I am parsing through an HTML file using regex. I am trying to get the information that is between my pattern. But if I tell it to match any position preceding the expression (using ?=) it works. If I tell it to match following the expression it doesn't work.

Sample HTML Doc
Code:
    <table cellpadding="0" cellspacing="0" style="width:100%;" class="f-bold">
    
    
              <tr>
      
      <td valign="top" class="pr-10" style="width:50%;">
        <a href="http://www.aUrl">First Value Here</a><br />
        Second Value Here
      </td>
      
            
            
    
      
      <td valign="top" class="pr-10" style="width:50%;">
        <a href="http://www.aUrl">First Value Here</a><br />
        Second Value Here
      </td>
      
              </tr>
            
              <tr>
          <td colspan="2">
            <div class="divider"></div>
          </td>
        </tr>
            
    
                            <tr>
      
      <td valign="top" class="pr-10" style="width:50%;">
        <a href="http://www.aUrl">First Value Here</a><br />
        Second Value Here
      </td>
      
            
            
    
      
      <td valign="top" class="pr-10" style="width:50%;">
        <a href="http://www.aUrl">First Value Here</a><br />
        Second Value Here
      </td>
      
              </tr>

                .....
Using this code:
VB Code:
  1. Dim pattern As String = "(?=<td valign.*>).*?(?=</td>)"
  2. Dim reg As New Regex(pattern, RegexOptions.Singleline)
  3. Dim mc As MatchCollection = reg.Matches(pg)

mc has 4 values
Code:
<td valign="top" class="pr-10" style="width:50%;">
        <a href="http://www.aUrl">First Value Here</a><br />
        Second Value Here

<td valign="top" class="pr-10" style="width:50%;">
        <a href="http://www.aUrl">First Value Here</a><br />
        Second Value Here

<td valign="top" class="pr-10" style="width:50%;">
        <a href="http://www.aUrl">First Value Here</a><br />
        Second Value Here

<td valign="top" class="pr-10" style="width:50%;">
        <a href="http://www.aUrl">First Value Here</a><br />
        Second Value Here
The next code I try to make it so it doesn't return the <td.... > in the value
VB Code:
  1. Dim pattern As String = "(?<=<td valign.*>).*?(?=</td>)"
  2. Dim reg As New Regex(pattern, RegexOptions.Singleline)
  3. Dim mc As MatchCollection = reg.Matches(pg)
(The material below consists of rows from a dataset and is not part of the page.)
// Text exposition lines -> per-title player readings

use std::collections::HashSet;

use regex::Regex;

use crate::models::PlayerReading;

/// Line filter and label extraction for one `filter_field="filter_value"` pair,
/// compiled once per metrics source.
#[derive(Debug, Clone)]
pub struct ExpositionParser {
    filter_re: Regex,
    title_re: Regex,
    count_re: Regex,
}

impl ExpositionParser {
    pub fn new(filter_field: &str, filter_value: &str) -> anyhow::Result<Self> {
        // label names start the line or follow `{`, `,` or whitespace; `subtitle=` is not `title=`
        let filter_re = Regex::new(&format!(
            r#"(?:^|[{{,\s]){}="{}""#,
            regex::escape(filter_field),
            regex::escape(filter_value)
        ))?;
        let title_re = Regex::new(r#"(?:^|[{,\s])title="([^"]*)""#)?;
        let count_re = Regex::new(r"\s([0-9]+)\s*$")?;
        Ok(Self {
            filter_re,
            title_re,
            count_re,
        })
    }

    /// Keep matching lines that carry a `title` label and a trailing integer.
    /// Anything else is skipped. The first line for a title wins.
    pub fn parse(&self, text: &str) -> Vec<PlayerReading> {
        let mut seen = HashSet::new();
        let mut out = Vec::new();
        for line in text.lines() {
            if line.starts_with('#') || !self.filter_re.is_match(line) {
                continue;
            }
            let Some(title) = self.title_re.captures(line).map(|c| c[1].to_string()) else {
                continue;
            };
            // more digits than a u64 holds is a malformed line too
            let Some(count) = self
                .count_re
                .captures(line)
                .and_then(|c| c[1].parse::<u64>().ok())
            else {
                continue;
            };
            if title.is_empty() || !seen.insert(title.clone()) {
                continue;
            }
            out.push(PlayerReading::from_feed(title, count));
        }
        out
    }
}

#[cfg(test)]
mod tests {
    use super::*;

    const FEED: &str = r#"# HELP steam_player_count Current players
# TYPE steam_player_count gauge
steam_player_count{appid="570",publisher="Valve",title="Dota 2"} 612345
steam_player_count{appid="730",publisher="Valve",title="Counter-Strike 2"} 0
steam_player_count{appid="1",publisher="Other",title="Elsewhere"} 99
steam_player_count{appid="440",publisher="Valve",title="Team Fortress 2"} 12.5
steam_player_count{appid="550",publisher="Valve"} 4000
steam_player_count{appid="570",publisher="Valve",title="Dota 2"} 1
garbage line publisher="Valve"
"#;

    fn parser() -> ExpositionParser {
        ExpositionParser::new("publisher", "Valve").unwrap()
    }

    #[test]
    fn keeps_only_matching_well_formed_lines() {
        let readings = parser().parse(FEED);
        assert_eq!(
            readings,
            vec![
                PlayerReading::from_feed("Dota 2", 612345),
                PlayerReading::from_feed("Counter-Strike 2", 0),
            ]
        );
        assert_eq!(readings[1].count, None);
    }

    #[test]
    fn title_label_must_be_a_whole_label_name() {
        let line = r#"m{subtitle="x",publisher="Valve",title="Real"} 5"#;
        let readings = parser().parse(line);
        assert_eq!(readings, vec![PlayerReading::from_feed("Real", 5)]);
    }

    #[test]
    fn filter_label_must_be_a_whole_label_name() {
        let line = r#"m{subpublisher="Valve",title="Nope"} 5"#;
        assert!(parser().parse(line).is_empty());
    }

    #[test]
    fn signed_or_oversized_counts_are_skipped() {
        let text = r#"m{publisher="Valve",title="Signed"} +5
m{publisher="Valve",title="Huge"} 99999999999999999999999
m{publisher="Valve",title="Max"} 18446744073709551615
"#;
        assert_eq!(parser().parse(text), vec![PlayerReading::from_feed("Max", u64::MAX)]);
    }

    #[test]
    fn filter_value_is_matched_literally() {
        let parser = ExpositionParser::new("publisher", "Valve.Corp").unwrap();
        let text = r#"m{publisher="ValveXCorp",title="A"} 1
m{publisher="Valve.Corp",title="B"} 2
"#;
        assert_eq!(parser.parse(text), vec![PlayerReading::from_feed("B", 2)]);
    }

    #[test]
    fn empty_input_is_empty() {
        assert!(parser().parse("").is_empty());
    }
}
// GET handlers: version, games document, prometheus metrics

use axum::{extract::State, http::header, response::IntoResponse};

use super::AppState;
use super::prometheus::render_prometheus;
use crate::version::{NAME, VERSION};

/// GET /version: returns service name and version (from Cargo.toml at build time).
pub(super) async fn version_handler() -> impl IntoResponse {
    axum::Json(serde_json::json!({
        "name": NAME,
        "version": VERSION,
    }))
}

/// GET /api/games: the persisted document; may lag the poll cadence.
pub(super) async fn games_handler(State(state): State<AppState>) -> impl IntoResponse {
    axum::Json(state.repo.load().await)
}

/// GET /metrics
pub(super) async fn metrics_handler(State(state): State<AppState>) -> impl IntoResponse {
    let doc = state.repo.load().await;
    (
        [(header::CONTENT_TYPE, "text/plain; version=0.0.4; charset=utf-8")],
        render_prometheus(&doc),
    )
}
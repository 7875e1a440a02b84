// Player-count feed over HTTP

mod parse;

pub use parse::ExpositionParser;

use std::time::Duration;

use anyhow::Context;
use async_trait::async_trait;
use reqwest::Client;
use tracing::instrument;

use crate::config::MetricsConfig;
use crate::models::PlayerReading;

#[async_trait]
pub trait MetricsSource: Send + Sync {
    /// One reading per tracked title.
    async fn fetch(&self) -> anyhow::Result<Vec<PlayerReading>>;
}

pub struct HttpMetricsRepo {
    client: Client,
    url: String,
    parser: ExpositionParser,
}

impl HttpMetricsRepo {
    pub fn new(config: &MetricsConfig) -> anyhow::Result<Self> {
        let client = Client::builder()
            .timeout(Duration::from_secs(config.request_timeout_secs))
            .user_agent(crate::version::user_agent())
            .build()
            .context("Failed to create HTTP client")?;
        Ok(Self {
            client,
            url: config.url.clone(),
            parser: ExpositionParser::new(&config.filter_field, &config.filter_value)
                .context("Failed to compile metrics line filter")?,
        })
    }
}

#[async_trait]
impl MetricsSource for HttpMetricsRepo {
    #[instrument(skip(self), fields(repo = "metrics", operation = "fetch", url = %self.url))]
    async fn fetch(&self) -> anyhow::Result<Vec<PlayerReading>> {
        let response = self
            .client
            .get(&self.url)
            .send()
            .await
            .context("Failed to send request")?;
        if !response.status().is_success() {
            let status = response.status();
            anyhow::bail!("metrics feed returned {}", status);
        }
        let text = response.text().await.context("Failed to read body")?;
        let readings = self.parser.parse(&text);
        tracing::debug!(titles = readings.len(), "metrics parsed");
        Ok(readings)
    }
}
// Historical player-count pattern: (weekday, hour, 5-minute bucket) -> average.
// Loaded once at startup; exact-key lookup only, no interpolation.

use std::collections::HashMap;
use std::path::Path;

use chrono::{Datelike, Timelike, Weekday};
use serde::Deserialize;
use tracing::{debug, info, warn};

const BUCKET_MINUTES: u8 = 5;

/// A 5-minute slot in the weekly pattern.
#[derive(Debug, Clone, Copy, PartialEq, Eq, Hash)]
pub struct TimeBucket {
    pub day: Weekday,
    pub hour: u8,
    pub minute: u8,
}

impl TimeBucket {
    /// Minute is floored to its 5-minute bucket, hour wrapped to 0..24.
    pub fn new(day: Weekday, hour: u8, minute: u8) -> Self {
        Self {
            day,
            hour: hour % 24,
            minute: (minute % 60) / BUCKET_MINUTES * BUCKET_MINUTES,
        }
    }

    pub fn at<T: Datelike + Timelike>(t: &T) -> Self {
        Self::new(t.weekday(), t.hour() as u8, t.minute() as u8)
    }

    /// Shift the hour, wrapping mod 24. The weekday is left as is.
    pub fn shift_hours(self, hours: i32) -> Self {
        let hour = ((self.hour as i32 + hours.rem_euclid(24)) % 24) as u8;
        Self { hour, ..self }
    }

    /// Advance by whole minutes; overflow carries into the hour, which wraps mod 24.
    pub fn advance_minutes(self, minutes: u32) -> Self {
        let total = self.minute as u32 + minutes % (24 * 60);
        let hour = ((self.hour as u32 + total / 60) % 24) as u8;
        Self {
            hour,
            minute: (total % 60) as u8,
            ..self
        }
    }

    /// `HH:MM`
    pub fn clock(&self) -> String {
        format!("{:02}:{:02}", self.hour, self.minute)
    }
}

/// Lowercase English weekday name, as used in the pattern file.
pub fn day_name(day: Weekday) -> &'static str {
    match day {
        Weekday::Mon => "monday",
        Weekday::Tue => "tuesday",
        Weekday::Wed => "wednesday",
        Weekday::Thu => "thursday",
        Weekday::Fri => "friday",
        Weekday::Sat => "saturday",
        Weekday::Sun => "sunday",
    }
}

/// Hour/minute are stored as zero-padded strings ("06") but plain numbers are accepted too.
#[derive(Debug, Deserialize)]
#[serde(untagged)]
enum Slot {
    Number(u8),
    Text(String),
}

impl Slot {
    fn value(&self) -> Option<u8> {
        match self {
            Slot::Number(n) => Some(*n),
            Slot::Text(s) => s.trim().parse().ok(),
        }
    }
}

#[derive(Debug, Deserialize)]
struct PatternRow {
    day: String,
    hour: Slot,
    minute: Slot,
    #[serde(alias = "avg_player_count")]
    avg_playercount: f64,
}

impl PatternRow {
    fn key(&self) -> Option<TimeBucket> {
        let day: Weekday = self.day.trim().parse().ok()?;
        let hour = self.hour.value().filter(|h| *h < 24)?;
        let minute = self
            .minute
            .value()
            .filter(|m| *m < 60 && m % BUCKET_MINUTES == 0)?;
        Some(TimeBucket { day, hour, minute })
    }
}

#[derive(Debug, Clone, Default)]
pub struct PatternStore {
    entries: HashMap<TimeBucket, f64>,
}

impl PatternStore {
    /// Load from a JSON array file. A missing or unreadable file yields an empty
    /// store; predictive titles then make no changes.
    pub fn load(path: &Path) -> Self {
        let text = match std::fs::read_to_string(path) {
            Ok(t) => t,
            Err(e) if e.kind() == std::io::ErrorKind::NotFound => {
                warn!(path = %path.display(), "player pattern file not found; predictive scaling has no data");
                return Self::default();
            }
            Err(e) => {
                warn!(path = %path.display(), error = %e, "player pattern file unreadable");
                return Self::default();
            }
        };
        match Self::from_json(&text) {
            Ok(store) => {
                info!(path = %path.display(), buckets = store.len(), "player pattern loaded");
                store
            }
            Err(e) => {
                warn!(path = %path.display(), error = %e, "player pattern file is not valid JSON");
                Self::default()
            }
        }
    }

    /// Rows with an unknown day or an off-bucket hour/minute are skipped.
    pub fn from_json(s: &str) -> anyhow::Result<Self> {
        let rows: Vec<PatternRow> = serde_json::from_str(s)?;
        let mut entries = HashMap::with_capacity(rows.len());
        let mut skipped = 0usize;
        for row in &rows {
            match row.key() {
                Some(key) => {
                    entries.insert(key, row.avg_playercount);
                }
                None => skipped += 1,
            }
        }
        if skipped > 0 {
            debug!(skipped, "pattern rows skipped");
        }
        Ok(Self { entries })
    }

    pub fn from_entries(entries: impl IntoIterator<Item = (TimeBucket, f64)>) -> Self {
        Self {
            entries: entries.into_iter().collect(),
        }
    }

    pub fn expected(&self, bucket: TimeBucket) -> Option<f64> {
        self.entries.get(&bucket).copied()
    }

    pub fn len(&self) -> usize {
        self.entries.len()
    }

    pub fn is_empty(&self) -> bool {
        self.entries.is_empty()
    }
}
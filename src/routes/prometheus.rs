// Prometheus text exposition of the games document: one gauge family per numeric field

use std::fmt::Write;

use crate::models::{GameState, GamesDocument};

type Field = (&'static str, &'static str, fn(&GameState) -> Option<f64>);

const FIELDS: &[Field] = &[
    ("player_count", "Players currently online.", |g| Some(g.player_count as f64)),
    ("expected_players", "Deviation-corrected player forecast.", |g| g.expected_players),
    ("deviation", "Relative gap between observed and historical players.", |g| g.deviation),
    ("vm_count", "VMs allocated to the title.", |g| Some(g.vm_count as f64)),
    ("hourly_cost", "Hourly cost of the allocated VMs.", |g| Some(g.hourly_cost)),
    ("daily_cost", "Daily cost of the allocated VMs.", |g| Some(g.daily_cost)),
];

fn escape_label(value: &str) -> String {
    let mut out = String::with_capacity(value.len());
    for c in value.chars() {
        match c {
            '\\' => out.push_str("\\\\"),
            '"' => out.push_str("\\\""),
            '\n' => out.push_str("\\n"),
            c => out.push(c),
        }
    }
    out
}

fn labels(g: &GameState) -> String {
    format!(
        "name=\"{}\",developer=\"{}\",scaling_strategy=\"{}\"",
        escape_label(&g.name),
        escape_label(&g.developer),
        g.scaling_strategy
    )
}

/// Fields a game does not carry (e.g. `expected_players` for non-predictive titles)
/// are left out of that game's samples.
pub fn render_prometheus(doc: &GamesDocument) -> String {
    let mut out = String::new();
    if doc.is_empty() {
        return out;
    }
    let labelled: Vec<(String, &GameState)> = doc.games.iter().map(|g| (labels(g), g)).collect();
    for (field, help, value) in FIELDS {
        let samples: Vec<(&str, f64)> = labelled
            .iter()
            .filter_map(|(l, g)| value(g).map(|v| (l.as_str(), v)))
            .collect();
        if samples.is_empty() {
            continue;
        }
        let _ = writeln!(out, "# HELP game_{} {}", field, help);
        let _ = writeln!(out, "# TYPE game_{} gauge", field);
        for (l, v) in samples {
            let _ = writeln!(out, "game_{}{{{}}} {}", field, l, v);
        }
    }
    out
}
The first entry is correct then...
Code:
        <a href="http://www.aUrl.com">First Value</a><br />
        Second Value

'then

      
            
            
    
      
      <td valign="top" class="pl-10" style="width:50%;">
       <a href="http://www.aUrl.com">First Value</a><br />
        Second Value
notice all the white space. What should I do to just get what is inside the <td....> </td>?